Unboxed, Sept. 30, 2016

This month we hosted our regular 'Faster than Lightning' developer talks, where Unboxed developers get together to discuss code that we’ve been working with, and share stories about these with each other. The idea is to get together and have a chat about what we’ve been thinking about, with the code as a talking point.

Faster than Lightning 1

Here’s a selection of the submissions from this month:

Charlie Egan

We all place a high value on project documentation and setup instructions, regularly changing projects it's important that this is the best it can be. However, when it comes to setting up personal development environments often the approach is less rigorous. Last weekend I was adding a system tool for use via my editor and decided to write up a Dockerfile to codify the process. I looked around and found that other's containerized vim setups were all heavily tailored and opted to write my own (heavily tailored) Dockerfile.


Andrew White

Q. Why does this template fragment sometimes blow up with an encoding mismatch error on the second line?

erb <%= open_graph_tag 'url', request.original_url %> <%= open_graph_tag 'type', 'website' %>

when doing the following request:

bash curl -I 'https://petition.parliament.uk/petitions?utf8=✓'

A. RFC 3986 states that non-ascii characters should be percent-encoded, i.e the ✓ should be encoded as %E2%9C%93. However sometimes clients aren't well-behaved and on Petitions we were receiving these badly encoded requests from Android clients.

The reason the template fragment blows up is because Rack leaves the badly encoded URL as binary which causes the output buffer to become binary encoded when the URL is concatenated to it. Then when you try concatenate some more output you get an encoding mismatch error but it's not related to that line so you end up scratching your head wondering why it's happening.

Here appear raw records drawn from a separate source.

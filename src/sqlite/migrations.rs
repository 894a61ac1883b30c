//! Embedded database migrations for `SQLite`.
//!
//! Migrations are embedded at compile time and run programmatically,
//! tracked in the `_chapterhouse_migrations` table.
//!
//! # Example
//!
//! ```rust,ignore
//! use chapterhouse::sqlite::migrations;
//! use sqlx::SqlitePool;
//!
//! async fn setup_database(pool: &SqlitePool) -> Result<(), sqlx::Error> {
//!     migrations::run(pool).await?;
//!     Ok(())
//! }
//! ```

use sqlx::{Executor, SqlitePool};

const MIGRATIONS: &[(&str, &str)] = &[
    (
        "20250301000001_create_organizations_table",
        include_str!("../../migrations_sqlite/20250301000001_create_organizations_table.sql"),
    ),
    (
        "20250301000002_create_members_table",
        include_str!("../../migrations_sqlite/20250301000002_create_members_table.sql"),
    ),
    (
        "20250301000003_create_profiles_table",
        include_str!("../../migrations_sqlite/20250301000003_create_profiles_table.sql"),
    ),
    (
        "20250301000004_create_events_table",
        include_str!("../../migrations_sqlite/20250301000004_create_events_table.sql"),
    ),
];

/// Runs all database migrations.
pub async fn run(pool: &SqlitePool) -> Result<(), sqlx::Error> {
    pool.execute(
        r"
        CREATE TABLE IF NOT EXISTS _chapterhouse_migrations (
            name TEXT PRIMARY KEY,
            applied_at TEXT NOT NULL DEFAULT (strftime('%Y-%m-%dT%H:%M:%fZ', 'now'))
        )
        ",
    )
    .await?;

    for (name, sql) in MIGRATIONS {
        let applied: bool = sqlx::query_scalar(
            "SELECT EXISTS(SELECT 1 FROM _chapterhouse_migrations WHERE name = ?)",
        )
        .bind(*name)
        .fetch_one(pool)
        .await?;

        if !applied {
            // SQLite runs one statement per execute, so split on semicolons.
            // The bundled migrations contain none inside string literals.
            for statement in sql.split(';') {
                let trimmed = statement.trim();
                if !trimmed.is_empty() {
                    pool.execute(trimmed).await?;
                }
            }

            sqlx::query("INSERT INTO _chapterhouse_migrations (name) VALUES (?)")
                .bind(*name)
                .execute(pool)
                .await?;
        }
    }

    Ok(())
}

The fix is to make a helper that forces the encoding to UTF-8:

ruby def original_url request.original_url.force_encoding('utf-8') end

and use that in your template instead:

erb <%= open_graph_tag 'url', original_url %>

In some ways we're shooting ourselves in the foot since we're the ones generating the UTF-8 character to fix a bug in Internet Explorer that's long been fixed. If you're interested in the gory details google for "rails snowman".

If you've no need to support older version of Internet Explorer then you may want to think about turning off that hidden field which you can do by passing the option enforce_utf8: false to form_tag and form_for.


Faster than Lightning 2

Neil van Beinum

This code snippet is part of a work-in-progress project. I’ve been experimenting with creating music using the Tone.js Javascript library. I wanted to take a person’s name and convert it into 6 musical notes (from the range A-G). I wanted two similar names to result in very different notes.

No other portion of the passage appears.